Eventually, the owner of the summer home, and real owner of BlackJack, and I met.  The cat looked at both of us, caught red-pawed so to speak, and took off.  She and her husband had two young daughters so winters inside were louder than the cat wanted. By then, BlackJack had his routine and for the next few years, he wintered with me. I offered to pay half the vet bills, but she declined, saying room and board were more than sufficient.

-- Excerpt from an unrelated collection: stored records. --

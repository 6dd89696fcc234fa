// walletgen-core/src/store/port.rs

// Storage Port - Key-Value Persistence Interface
//
// Wallet Store KHÔNG phụ thuộc vào một global storage cụ thể nào
// (localStorage, file, ...). Mọi durable state đi qua port này, nên
// test có thể inject in-memory fake và host app inject backend thật.

use std::collections::HashMap;

/// Key-value persistence port
///
/// # Contract
/// - `get` trả về `None` khi key chưa tồn tại
/// - `set` ghi đè value cũ (nếu có)
/// - `remove` idempotent — xóa key chưa tồn tại không phải lỗi
pub trait StoragePort {
    /// Đọc value theo key
    fn get(&self, key: &str) -> Option<String>;

    /// Ghi value cho key (overwrite nếu đã tồn tại)
    fn set(&mut self, key: &str, value: &str);

    /// Xóa key
    fn remove(&mut self, key: &str);
}

/// In-memory implementation của [`StoragePort`]
///
/// Dùng làm test fake và làm default backend khi host app
/// chưa gắn durable storage thật.
#[derive(Debug, Default, Clone)]
pub struct MemoryStorage {
    entries: HashMap<String, String>,
}

impl MemoryStorage {
    pub fn new() -> Self {
        Self::default()
    }

    /// Số keys đang lưu
    #[inline]
    pub fn len(&self) -> usize {
        self.entries.len()
    }

    #[inline]
    pub fn is_empty(&self) -> bool {
        self.entries.is_empty()
    }
}

impl StoragePort for MemoryStorage {
    fn get(&self, key: &str) -> Option<String> {
        self.entries.get(key).cloned()
    }

    fn set(&mut self, key: &str, value: &str) {
        self.entries.insert(key.to_string(), value.to_string());
    }

    fn remove(&mut self, key: &str) {
        self.entries.remove(key);
    }
}

// =============================================================================
// TESTS
// =============================================================================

She called one year in early December to check on BlackJack.  He was sleeping on my pillow.  They were going away for the holidays and she wanted to know if she should board him

Oh no, he loves Christmas, I said.

I wouldn’t know, she answered.

A few years later, in the middle of summer, the family moved to a larger home, taking our cat with them and breaking my heart.

My Daughter’s Cat

I inherited my daughtIMG_2441er’s cat. 

I like dogs.  We’ve always had dogs and they were always German Shepherds.  The dogs instinctively knew their role: to serve and protect. And they did it quite well without ever complaining.

Then there was Misha, a small, dainty bundle of tangled black, white and grey fur that always needed grooming.  She established her role rather quickly: she was the center of the universe.

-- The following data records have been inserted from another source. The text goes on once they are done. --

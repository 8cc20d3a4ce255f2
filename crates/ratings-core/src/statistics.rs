use crate::models::{Group, GroupStatistics, Ratings, CATEGORIES};

// ── StatisticsComputer ────────────────────────────────────────────────────────

/// Stateless collection of the per-group sum and average calculations.
///
/// Statistics are derived once from the complete history rather than kept as
/// running averages, so integer truncation happens exactly once per figure.
pub struct StatisticsComputer;

impl StatisticsComputer {
    /// Compute sums and averages for `history`.
    ///
    /// Ratings are accumulated in `i64` with saturating addition. Every
    /// average is `0` when `history` is empty.
    pub fn summarize(history: &[Ratings]) -> GroupStatistics {
        let sums = Self::category_sums(history);
        let total_sum = sums.iter().fold(0i64, |acc, s| acc.saturating_add(*s));

        let count = history.len() as i64;
        let averages = sums.map(|sum| Self::truncating_average(sum, count));
        let overall_average = Self::truncating_average(total_sum, count);

        GroupStatistics {
            sums,
            total_sum,
            averages,
            overall_average,
        }
    }

    /// Write freshly computed statistics into `group`.
    pub fn finalize(group: &mut Group) {
        group.statistics = Self::summarize(&group.history);
    }

    /// Finalize every group, in order.
    pub fn finalize_all(groups: &mut [Group]) {
        for group in groups.iter_mut() {
            Self::finalize(group);
        }
        tracing::debug!(groups = groups.len(), "group statistics finalized");
    }

    // ── Private ───────────────────────────────────────────────────────────────

    fn category_sums(history: &[Ratings]) -> [i64; CATEGORIES] {
        let mut sums = [0i64; CATEGORIES];
        for ratings in history {
            for (sum, value) in sums.iter_mut().zip(ratings) {
                *sum = sum.saturating_add(i64::from(*value));
            }
        }
        sums
    }

    /// Integer division truncating toward zero; a zero count yields zero.
    fn truncating_average(sum: i64, count: i64) -> i64 {
        if count > 0 {
            sum / count
        } else {
            0
        }
    }
}

// ── Tests ─────────────────────────────────────────────────────────────────────
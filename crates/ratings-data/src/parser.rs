//! Extraction of the group key and ratings from a validated line.

use ratings_core::models::{ParsedRecord, CATEGORIES, DEFAULT_NAME_TOKENS};

use crate::validator::parse_ratings;

/// Turns the tokens of a `Valid` line into a [`ParsedRecord`].
#[derive(Debug, Clone, Copy)]
pub struct RecordParser {
    name_tokens: usize,
}

impl Default for RecordParser {
    fn default() -> Self {
        Self::new(DEFAULT_NAME_TOKENS)
    }
}

impl RecordParser {
    pub fn new(name_tokens: usize) -> Self {
        Self { name_tokens }
    }

    /// Build a record from `tokens`.
    ///
    /// The group key is the name tokens joined with no separator, so
    /// `"Ann Bee Cee"` and `"AnnB ee Cee"` share the key `"AnnBeeCee"`.
    ///
    /// Returns `None` only when `tokens` would not have been classified
    /// `Valid`; the pipeline never calls it in that case.
    pub fn parse(&self, tokens: &[&str]) -> Option<ParsedRecord> {
        if tokens.len() != self.name_tokens + CATEGORIES {
            return None;
        }
        let (names, ratings) = tokens.split_at(self.name_tokens);
        let values = parse_ratings(ratings)?;

        Some(ParsedRecord {
            group_key: names.concat(),
            values,
        })
    }
}

// ── Tests ─────────────────────────────────────────────────────────────────────
//! Ingestion layer for the video ratings analyzer.
//!
//! Streams ratings files, classifies and parses each line, groups valid
//! records by creator and runs the top-level validation and aggregation
//! pipeline.

pub mod aggregator;
pub mod parser;
pub mod pipeline;
pub mod reader;
pub mod validator;

pub use ratings_core as core;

I’m not quite sure how I ended up with her — at the time, I thought I was just cat-sitting for a weekend.

Misha and I had met once before, right after my daughter, a student at UCB, and her boyfriend/now husband adopted her from the local animal shelter.  Misha was cute enough, but she was a cat.  My daughter had always wanted a cat;  I’m not sure why, because as an adult, she and her husband have adopted very large dogs that keep up quite well with my two very active grandsons.

However back in her college days, my daughter had Misha.  And, being a cat and somewhat curious, Misha got out of the Berkeley house and was hit by a car.

I got the call at school during lunch.

Mom…daughter was crying.  Sob, sob, sob. 

Misha got hit by a car. Sob, sob, sob.

I thought that was the end of cat’s nine lives from my daughter’s sobbing. I was wrong.

Mom, she needs surgery.


Honey, there comes a point you have to let Misha go onto kitty heaven. 

I tried to be gentle, but good grief, the soon-to-be ex and I were underwriting two kids in college, a bi-coastal marriage with two households, and this was a very young kitten of questionable lineage.

You’d never make that decision about your dogs.  My daughter quickly grew very indignant. 

Actually we had, but the kids didn’t know it and this didn’t seem like the best time to rewrite history or argue the point.

Besides, Misha had already had the surgery.

Can you put money in my bank account?  Please…

Cha-Ching, Cha-Ching.

We ended the conversation and I headed back to my classroom, where the phone was again soon ringing.

The teacher next door walked in, mid-conversation, and, having kids and animals of his own, quickly pieced together what was happening.

He stood at the door and kept mouthing, It’s a cat. Are you crazy? as I listened to my daughter give the Misha Medical Update.

Did you know they have kitty respirators? 

Cha-Ching, Cha-Ching, Cha-Ching, Cha-Ching.

So, by all standards, Misha should have lived the rest of her remaining seven or eight lives with my daughter, who obviously had the cat’s best interests at heart.

But, no, Misha ended up with me.

We had a love-ignore relationship.  I tried to love her; she pretty much ignored me.  Maybe not totally ignored me, because I fed her and tried to groom her. But it was definitely in the toleration range.

Misha wanted to be left alone until she didn’t, and she wanted to be petted or groomed until she didn’t, at which time she’d hiss and bite or claw.  Unfortunately, I never saw the hiss, bite or claw coming so she usually got me.  Then, she would walked away, twitching her very elegant tail and feeling very pleased with herself while I nursed my bleeding wounds.

If I didn’t give Her Highness the attention she demanded, Misha would walk out in front of my our her home, sit on the lawn at the edge of the sidewalk and patiently wait for a neighbor to walk by.  Then, the cat would throw herself on her back in front of anyone who strolled by, purr loudly, and wait for a tummy rub.

Everyone in the neighborhood thought Misha was the most perfect, most polite, most beautiful cat they had ever met. 

Evidently, I was the only one who knew the truth.